// ==========================================
// 志愿者值班排班系统 - 运行配置
// ==========================================
// 职责: 周期、值班日类型、排除日期、圣餐日、岗位布局
// 红线: 配置非法时在排班开始前失败
// ==========================================

use crate::config::defaults;
use crate::config::error::{ConfigError, ConfigResult};
use crate::domain::slot::{SecondaryRole, SlotLayout, TeamRole};
use crate::domain::types::DayType;
use chrono::NaiveDate;
use serde::{Deserialize, Serialize};
use std::collections::BTreeSet;

// ==========================================
// RunConfig - 单次排班运行配置
// ==========================================
#[derive(Debug, Clone, PartialEq, Serialize, Deserialize)]
pub struct RunConfig {
    /// 周期开始日期（含）
    pub period_start: NaiveDate,

    /// 周期结束日期（含）
    pub period_end: NaiveDate,

    #[serde(default = "defaults::service_day_types")]
    pub service_day_types: BTreeSet<DayType>,

    /// 排除日期（不生成记录）
    #[serde(default)]
    pub excluded_dates: BTreeSet<NaiveDate>,

    /// 圣餐日
    #[serde(default)]
    pub communion_date: Option<NaiveDate>,

    /// 连续两个值班日不得重复值班
    #[serde(default = "defaults::no_repeat")]
    pub no_repeat: bool,

    #[serde(default = "defaults::slot_layout")]
    pub slot_layout: SlotLayout,

    /// 街门岗位（不参与圣餐团队与附加岗位的优先选取）
    #[serde(default = "defaults::street_door_role")]
    pub street_door_role: String,

    #[serde(default = "defaults::team_role")]
    pub team_role: TeamRole,

    #[serde(default = "defaults::secondary_roles")]
    pub secondary_roles: Vec<SecondaryRole>,
}

impl RunConfig {
    /// 以默认参数创建指定周期的配置
    pub fn new(period_start: NaiveDate, period_end: NaiveDate) -> Self {
        Self {
            period_start,
            period_end,
            service_day_types: defaults::service_day_types(),
            excluded_dates: BTreeSet::new(),
            communion_date: None,
            no_repeat: defaults::no_repeat(),
            slot_layout: defaults::slot_layout(),
            street_door_role: defaults::street_door_role(),
            team_role: defaults::team_role(),
            secondary_roles: defaults::secondary_roles(),
        }
    }

    /// 以整月为周期创建配置
    pub fn for_month(year: i32, month: u32) -> ConfigResult<Self> {
        let start = NaiveDate::from_ymd_opt(year, month, 1)
            .ok_or(ConfigError::InvalidMonth { year, month })?;
        let next_month_start = if month == 12 {
            NaiveDate::from_ymd_opt(year + 1, 1, 1)
        } else {
            NaiveDate::from_ymd_opt(year, month + 1, 1)
        }
        .ok_or(ConfigError::InvalidMonth { year, month })?;
        let end = next_month_start
            .pred_opt()
            .ok_or(ConfigError::InvalidMonth { year, month })?;

        Ok(Self::new(start, end))
    }

    pub fn with_service_day_types<I>(mut self, day_types: I) -> Self
    where
        I: IntoIterator<Item = DayType>,
    {
        self.service_day_types = day_types.into_iter().collect();
        self
    }

    pub fn with_communion_date(mut self, date: NaiveDate) -> Self {
        self.communion_date = Some(date);
        self
    }

    pub fn with_excluded_date(mut self, date: NaiveDate) -> Self {
        self.excluded_dates.insert(date);
        self
    }

    pub fn with_no_repeat(mut self, no_repeat: bool) -> Self {
        self.no_repeat = no_repeat;
        self
    }

    pub fn with_slot_layout(mut self, layout: SlotLayout) -> Self {
        self.slot_layout = layout;
        self
    }

    pub fn with_secondary_roles(mut self, roles: Vec<SecondaryRole>) -> Self {
        self.secondary_roles = roles;
        self
    }

    pub fn is_special_date(&self, date: NaiveDate) -> bool {
        self.communion_date == Some(date)
    }

    /// 校验配置
    ///
    /// # 规则
    /// 1. period_end >= period_start
    /// 2. 至少选择一个值班日类型
    /// 3. 岗位/附加岗位名称非空
    /// 4. 圣餐团队 per_gender <= quota
    pub fn validate(&self) -> ConfigResult<()> {
        if self.period_end < self.period_start {
            return Err(ConfigError::InvalidDateRange {
                start: self.period_start,
                end: self.period_end,
            });
        }

        if self.service_day_types.is_empty() {
            return Err(ConfigError::NoServiceDayTypes);
        }

        for (idx, slot) in self.slot_layout.slots().iter().enumerate() {
            if slot.role.trim().is_empty() {
                return Err(ConfigError::BlankSlotRole(idx + 1));
            }
        }

        for (idx, role) in self.secondary_roles.iter().enumerate() {
            if role.label.trim().is_empty() {
                return Err(ConfigError::BlankSecondaryRole(idx + 1));
            }
        }

        if self.team_role.per_gender > self.team_role.quota {
            return Err(ConfigError::InvalidTeamQuota {
                quota: self.team_role.quota,
                per_gender: self.team_role.per_gender,
            });
        }

        Ok(())
    }
}
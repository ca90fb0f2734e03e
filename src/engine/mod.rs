// ==========================================
// 志愿者值班排班系统 - 引擎层
// ==========================================
// 职责: 实现排班规则（约束过滤、公平选取、特殊岗位）
// 红线: 引擎不读文件; 同样输入必须产出同样结果
// ==========================================

pub mod calendar;
pub mod constraint_engine;
pub mod constraint_index;
pub mod day_context;
pub mod error;
pub mod scheduler;
pub mod slot_resolver;
pub mod special_event;
pub mod summary;

// 重导出核心引擎
pub use calendar::ServiceCalendar;
pub use constraint_engine::ConstraintEngine;
pub use constraint_index::{AbsenceInterval, ConstraintIndex};
pub use day_context::DayContext;
pub use error::{EngineResult, ScheduleError};
pub use scheduler::{RosterScheduler, ScheduleResult};
pub use slot_resolver::SlotResolver;
pub use special_event::SpecialEventResolver;
pub use summary::{MemberLoad, RosterSummary};
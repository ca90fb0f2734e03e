// ==========================================
// 志愿者值班排班系统 - 岗位选取引擎
// ==========================================
// 职责: 对合格成员排序并选出获胜者（或标记空缺）
// 输入: 过滤后的候选池 + 公平状态
// 输出: 岗位分配结果; 获胜者的公平状态被更新
// ==========================================

use crate::domain::day_record::SlotAssignment;
use crate::domain::equity::EquityState;
use crate::domain::member::Member;
use crate::domain::types::SlotWeight;
use std::cmp::Ordering;
use tracing::debug;

#[cfg(test)]
mod tests;

// ==========================================
// SlotResolver - 岗位选取引擎
// ==========================================
pub struct SlotResolver {
    // 无状态引擎，不需要注入依赖
}

impl SlotResolver {
    pub fn new() -> Self {
        Self {}
    }

    // ==========================================
    // 核心方法
    // ==========================================

    /// 选取岗位获胜者并记入公平状态
    ///
    /// # 参数
    /// - `pool`: 过滤后的候选池
    /// - `equity`: 公平状态（获胜者会被更新）
    /// - `day_index`: 当前值班日序号
    /// - `weight`: 岗位权重
    ///
    /// # 返回
    /// - `Assigned(name)`: 排序最小者
    /// - `Vacant`: 候选池为空
    pub fn resolve(
        &self,
        pool: &[&Member],
        equity: &mut EquityState,
        day_index: usize,
        weight: SlotWeight,
    ) -> SlotAssignment {
        match self.pick(pool, equity, day_index) {
            Some(winner) => {
                equity.credit(&winner.name, weight.value(), day_index);
                debug!(
                    member = %winner.name,
                    load = equity.load(&winner.name),
                    candidates = pool.len(),
                    "岗位选取完成"
                );
                SlotAssignment::Assigned(winner.name.clone())
            }
            None => SlotAssignment::Vacant,
        }
    }

    /// 返回排序最小的候选者（不修改状态）
    pub fn pick<'a>(
        &self,
        pool: &[&'a Member],
        equity: &EquityState,
        day_index: usize,
    ) -> Option<&'a Member> {
        pool.iter()
            .copied()
            .min_by(|a, b| self.compare(a, b, equity, day_index))
    }

    /// 按排序键对候选池排序（优先者在前）
    pub fn sort<'a>(
        &self,
        mut pool: Vec<&'a Member>,
        equity: &EquityState,
        day_index: usize,
    ) -> Vec<&'a Member> {
        pool.sort_by(|a, b| self.compare(a, b, equity, day_index));
        pool
    }

    // ==========================================
    // 比较方法
    // ==========================================

    /// 比较两个候选者的优先级
    ///
    /// 排序键依次为:
    /// 1. 本周期负荷 升序
    /// 2. 休息值班日数 降序（从未值班视为最久）
    /// 3. 历史计数 升序
    /// 4. 姓名 升序（保证结果可复现）
    ///
    /// # 返回
    /// Ordering::Less 表示 a 优先于 b
    fn compare(&self, a: &Member, b: &Member, equity: &EquityState, day_index: usize) -> Ordering {
        // 1. 负荷
        match equity.load(&a.name).total_cmp(&equity.load(&b.name)) {
            Ordering::Equal => {}
            other => return other,
        }

        // 2. 休息天数（降序）
        let rest = |name: &str| equity.rest_days(name, day_index).unwrap_or(usize::MAX);
        match rest(&b.name).cmp(&rest(&a.name)) {
            Ordering::Equal => {}
            other => return other,
        }

        // 3. 历史计数
        match equity
            .historical_count(&a.name)
            .cmp(&equity.historical_count(&b.name))
        {
            Ordering::Equal => {}
            other => return other,
        }

        // 4. 姓名
        a.name.cmp(&b.name)
    }
}

impl Default for SlotResolver {
    fn default() -> Self {
        Self::new()
    }
}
——
Problem to work on = In the data above, find the line that contains "RunConfig - 单次排班运行配置", then reproduce exactly every line from the first line through that line.

Exercise answer =
// ==========================================
// 志愿者值班排班系统 - 运行配置
// ==========================================
// 职责: 周期、值班日类型、排除日期、圣餐日、岗位布局
// 红线: 配置非法时在排班开始前失败
// ==========================================

use crate::config::defaults;
use crate::config::error::{ConfigError, ConfigResult};
use crate::domain::slot::{SecondaryRole, SlotLayout, TeamRole};
use crate::domain::types::DayType;
use chrono::NaiveDate;
use serde::{Deserialize, Serialize};
use std::collections::BTreeSet;

// ==========================================
// RunConfig - 单次排班运行配置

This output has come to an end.